#### [WHAT TO WORK ON]
Reproduce, please, only the lines from the first line below to the line containing "pub fn clear(&mut", inclusive.

[Stored data]
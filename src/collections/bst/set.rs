//! An ordered set of unique keys.
//!
//! Built on the unbalanced `RawTree`: lookups, insertion and erase cost
//! O(height), which is O(log n) for random input and O(n) for sorted input.

use super::cursor::{Cursor, RawIntoIter, RawIter};
use super::raw::RawTree;
use crate::error::Result;
use core::borrow::Borrow;
use core::fmt;
use core::iter::FusedIterator;
use core::mem;

/// An ordered set of unique keys.
///
/// ```
/// use treekit::TreeSet;
///
/// let mut set = TreeSet::from([5, 3, 8, 1, 4]);
/// assert!(set.insert(6).1);
/// assert!(!set.insert(3).1);
/// assert_eq!(set.iter().copied().collect::<Vec<_>>(), [1, 3, 4, 5, 6, 8]);
/// ```
#[derive(Clone)]
pub struct TreeSet<K> {
    tree: RawTree<K, ()>,
}

impl<K> TreeSet<K> {
    /// Creates an empty set.
    pub const fn new() -> Self {
        Self { tree: RawTree::new() }
    }

    /// Returns the number of keys in the set.
    pub fn len(&self) -> usize {
        self.tree.len()
    }

    /// Returns `true` if the set holds no keys.
    pub fn is_empty(&self) -> bool {
        self.tree.is_empty()
    }

    /// Largest number of keys a set of this key type can hold.
    pub fn max_size() -> usize {
        RawTree::<K, ()>::max_size()
    }

    /// Removes every key. Invalidates all cursors except `end()`.
    pub fn clear(&mut self) {
        self.tree.clear();
    }

    /// Number of nodes on the longest root-to-leaf path.
    pub fn height(&self) -> usize {
        self.tree.height()
    }

    /// Cursor to the smallest key, or `end()` if the set is empty.
    pub fn begin(&self) -> Cursor {
        self.tree.begin()
    }

    /// The end position.
    pub fn end(&self) -> Cursor {
        Cursor::END
    }

    /// Position after `cursor`; `end()` stays at `end()`.
    pub fn advance(&self, cursor: Cursor) -> Cursor {
        self.tree.advance(cursor)
    }

    /// Position before `cursor`; from `end()` this is the largest key.
    pub fn retreat(&self, cursor: Cursor) -> Cursor {
        self.tree.retreat(cursor)
    }

    /// Key under `cursor`.
    ///
    /// # Errors
    /// [`Error::InvalidCursor`](crate::Error::InvalidCursor) at `end()` or for
    /// an erased element.
    pub fn get(&self, cursor: Cursor) -> Result<&K> {
        self.tree.entry(cursor).map(|(key, ())| key)
    }

    /// Erases the key under `cursor` and returns the position after it.
    ///
    /// Erasing `end()` or an already erased element does nothing and returns
    /// `end()`.
    pub fn erase(&mut self, cursor: Cursor) -> Cursor {
        self.tree.erase_at(cursor).0
    }

    /// Smallest key.
    pub fn first(&self) -> Option<&K> {
        self.tree.first().map(|id| &self.tree.node(id).key)
    }

    /// Largest key.
    pub fn last(&self) -> Option<&K> {
        self.tree.last().map(|id| &self.tree.node(id).key)
    }

    /// Removes and returns the smallest key.
    pub fn pop_first(&mut self) -> Option<K> {
        self.tree.pop_first().map(|(key, ())| key)
    }

    /// Removes and returns the largest key.
    pub fn pop_last(&mut self) -> Option<K> {
        self.tree.pop_last().map(|(key, ())| key)
    }

    /// In-order iterator over the keys.
    pub fn iter(&self) -> Iter<'_, K> {
        Iter {
            inner: self.tree.iter(),
        }
    }
}

impl<K: Ord> TreeSet<K> {
    /// Builds a set from an initial sequence, checking its length first.
    ///
    /// # Errors
    /// [`Error::CapacityExceeded`](crate::Error::CapacityExceeded) when the
    /// sequence is longer than [`max_size`](Self::max_size). Nothing is
    /// allocated in that case.
    pub fn try_from_items<I>(items: I) -> Result<Self>
    where
        I: IntoIterator<Item = K>,
        I::IntoIter: ExactSizeIterator,
    {
        let items = items.into_iter();
        RawTree::<K, ()>::check_capacity(items.len())?;
        Ok(items.collect())
    }

    /// Inserts `key` unless an equal key is present.
    ///
    /// Returns the cursor to the key now in the set and whether it was newly
    /// inserted.
    pub fn insert(&mut self, key: K) -> (Cursor, bool) {
        let (id, inserted) = self.tree.insert_unique(key, ());
        (Cursor::at(id), inserted)
    }

    /// Inserts every key, reporting one `(cursor, inserted)` pair per input.
    pub fn insert_many<I>(&mut self, keys: I) -> Vec<(Cursor, bool)>
    where
        I: IntoIterator<Item = K>,
    {
        keys.into_iter().map(|key| self.insert(key)).collect()
    }

    /// Cursor to the key equal to `key`, or `end()`.
    pub fn find<Q>(&self, key: &Q) -> Cursor
    where
        K: Borrow<Q>,
        Q: Ord + ?Sized,
    {
        Cursor::new(self.tree.search(key))
    }

    /// Returns `true` if a key equal to `key` is present.
    pub fn contains<Q>(&self, key: &Q) -> bool
    where
        K: Borrow<Q>,
        Q: Ord + ?Sized,
    {
        self.tree.search(key).is_some()
    }

    /// Moves every key of `other` into `self`, leaving `other` empty.
    ///
    /// Keys already present in `self` are dropped. Returns how many keys were
    /// newly inserted.
    pub fn merge(&mut self, other: &mut Self) -> usize {
        debug_event!(incoming = other.len(), len = self.len(), "merging tree set");
        let mut inserted = 0;
        for key in mem::take(other) {
            if self.insert(key).1 {
                inserted += 1;
            }
        }
        debug_event!(inserted, "merged tree set");
        inserted
    }

    #[doc(hidden)]
    pub fn check_invariants(&self) -> core::result::Result<(), &'static str> {
        self.tree.check_invariants(true)
    }
}

impl<K> Default for TreeSet<K> {
    fn default() -> Self {
        Self::new()
    }
}

impl<K: fmt::Debug> fmt::Debug for TreeSet<K> {
    fn fmt(&self, f: &mut fmt::Formatter<'_>) -> fmt::Result {
        f.debug_set().entries(self.iter()).finish()
    }
}

impl<K: PartialEq> PartialEq for TreeSet<K> {
    fn eq(&self, other: &Self) -> bool {
        self.len() == other.len() && self.iter().eq(other.iter())
    }
}

impl<K: Eq> Eq for TreeSet<K> {}

impl<K: Ord> FromIterator<K> for TreeSet<K> {
    fn from_iter<I: IntoIterator<Item = K>>(iter: I) -> Self {
        let mut set = Self::new();
        set.extend(iter);
        set
    }
}

impl<K: Ord> Extend<K> for TreeSet<K> {
    fn extend<I: IntoIterator<Item = K>>(&mut self, iter: I) {
        for key in iter {
            self.insert(key);
        }
    }
}

impl<K: Ord, const N: usize> From<[K; N]> for TreeSet<K> {
    fn from(keys: [K; N]) -> Self {
        keys.into_iter().collect()
    }
}

/// Borrowing in-order iterator over a [`TreeSet`].
pub struct Iter<'a, K> {
    inner: RawIter<'a, K, ()>,
}

impl<'a, K> Iterator for Iter<'a, K> {
    type Item = &'a K;

    fn next(&mut self) -> Option<&'a K> {
        self.inner.next().map(|(key, ())| key)
    }

    fn size_hint(&self) -> (usize, Option<usize>) {
        self.inner.size_hint()
    }
}

impl<K> DoubleEndedIterator for Iter<'_, K> {
    fn next_back(&mut self) -> Option<Self::Item> {
        self.inner.next_back().map(|(key, ())| key)
    }
}

impl<K> ExactSizeIterator for Iter<'_, K> {}

impl<K> FusedIterator for Iter<'_, K> {}

impl<K> Clone for Iter<'_, K> {
    fn clone(&self) -> Self {
        Self {
            inner: self.inner.clone(),
        }
    }
}

/// Owning in-order iterator over a [`TreeSet`].
pub struct IntoIter<K> {
    inner: RawIntoIter<K, ()>,
}

impl<K> Iterator for IntoIter<K> {
    type Item = K;

    fn next(&mut self) -> Option<K> {
        self.inner.next().map(|(key, ())| key)
    }

    fn size_hint(&self) -> (usize, Option<usize>) {
        self.inner.size_hint()
    }
}

impl<K> DoubleEndedIterator for IntoIter<K> {
    fn next_back(&mut self) -> Option<K> {
        self.inner.next_back().map(|(key, ())| key)
    }
}

impl<K> ExactSizeIterator for IntoIter<K> {}

impl<K> FusedIterator for IntoIter<K> {}

impl<K> IntoIterator for TreeSet<K> {
    type Item = K;
    type IntoIter = IntoIter<K>;

    fn into_iter(self) -> IntoIter<K> {
        IntoIter {
            inner: RawIntoIter::new(self.tree),
        }
    }
}

impl<'a, K> IntoIterator for &'a TreeSet<K> {
    type Item = &'a K;
    type IntoIter = Iter<'a, K>;

    fn into_iter(self) -> Iter<'a, K> {
        self.iter()
    }
}

#[cfg(test)]
mod tests {
    use super::*;
    use crate::Error;

    #[test]
    fn test_insert_reports_duplicates() {
        let mut set = TreeSet::new();
        let (first, inserted) = set.insert(4);
        assert!(inserted);
        let (again, inserted) = set.insert(4);
        assert!(!inserted);
        assert_eq!(first, again);
        assert_eq!(set.len(), 1);
    }

    #[test]
    fn test_find_and_get() {
        let set = TreeSet::from([3, 1, 2]);
        let cursor = set.find(&2);
        assert_eq!(set.get(cursor), Ok(&2));
        assert_eq!(set.find(&9), set.end());
        assert_eq!(set.get(set.end()), Err(Error::InvalidCursor));
    }

    #[test]
    fn test_borrowed_lookup() {
        let set: TreeSet<String> = ["pear", "apple"].iter().map(|s| s.to_string()).collect();
        assert!(set.contains("pear"));
        assert_eq!(set.find("plum"), set.end());
    }

    #[test]
    fn test_merge_drains_other() {
        let mut a = TreeSet::from([1, 3, 5]);
        let mut b = TreeSet::from([1, 3, 7]);
        assert_eq!(a.merge(&mut b), 1);
        assert!(b.is_empty());
        assert_eq!(a.iter().copied().collect::<Vec<_>>(), [1, 3, 5, 7]);
        a.check_invariants().unwrap();
    }

    #[test]
    fn test_pop_ends() {
        let mut set = TreeSet::from([2, 9, 4]);
        assert_eq!(set.first(), Some(&2));
        assert_eq!(set.last(), Some(&9));
        assert_eq!(set.pop_first(), Some(2));
        assert_eq!(set.pop_last(), Some(9));
        assert_eq!(set.len(), 1);
    }

    #[test]
    fn test_set_size_is_independent_of_key_type() {
        assert_eq!(core::mem::size_of::<TreeSet<u64>>(), core::mem::size_of::<usize>() * 4 + 8);
        assert_eq!(core::mem::size_of::<TreeSet<String>>(), core::mem::size_of::<TreeSet<u8>>());
    }

    #[test]
    fn test_debug_lists_in_order() {
        let set = TreeSet::from([2, 1, 3]);
        assert_eq!(format!("{set:?}"), "{1, 2, 3}");
    }
}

#### [EXPECTED OUTPUT]
filename src/collections/bst/set.rs
//! An ordered set of unique keys.
//!
//! Built on the unbalanced `RawTree`: lookups, insertion and erase cost
//! O(height), which is O(log n) for random input and O(n) for sorted input.

use super::cursor::{Cursor, RawIntoIter, RawIter};
use super::raw::RawTree;
use crate::error::Result;
use core::borrow::Borrow;
use core::fmt;
use core::iter::FusedIterator;
use core::mem;

/// An ordered set of unique keys.
///
/// ```
/// use treekit::TreeSet;
///
/// let mut set = TreeSet::from([5, 3, 8, 1, 4]);
/// assert!(set.insert(6).1);
/// assert!(!set.insert(3).1);
/// assert_eq!(set.iter().copied().collect::<Vec<_>>(), [1, 3, 4, 5, 6, 8]);
/// ```
#[derive(Clone)]
pub struct TreeSet<K> {
    tree: RawTree<K, ()>,
}

impl<K> TreeSet<K> {
    /// Creates an empty set.
    pub const fn new() -> Self {
        Self { tree: RawTree::new() }
    }

    /// Returns the number of keys in the set.
    pub fn len(&self) -> usize {
        self.tree.len()
    }

    /// Returns `true` if the set holds no keys.
    pub fn is_empty(&self) -> bool {
        self.tree.is_empty()
    }

    /// Largest number of keys a set of this key type can hold.
    pub fn max_size() -> usize {
        RawTree::<K, ()>::max_size()
    }

    /// Removes every key. Invalidates all cursors except `end()`.
    pub fn clear(&mut self) {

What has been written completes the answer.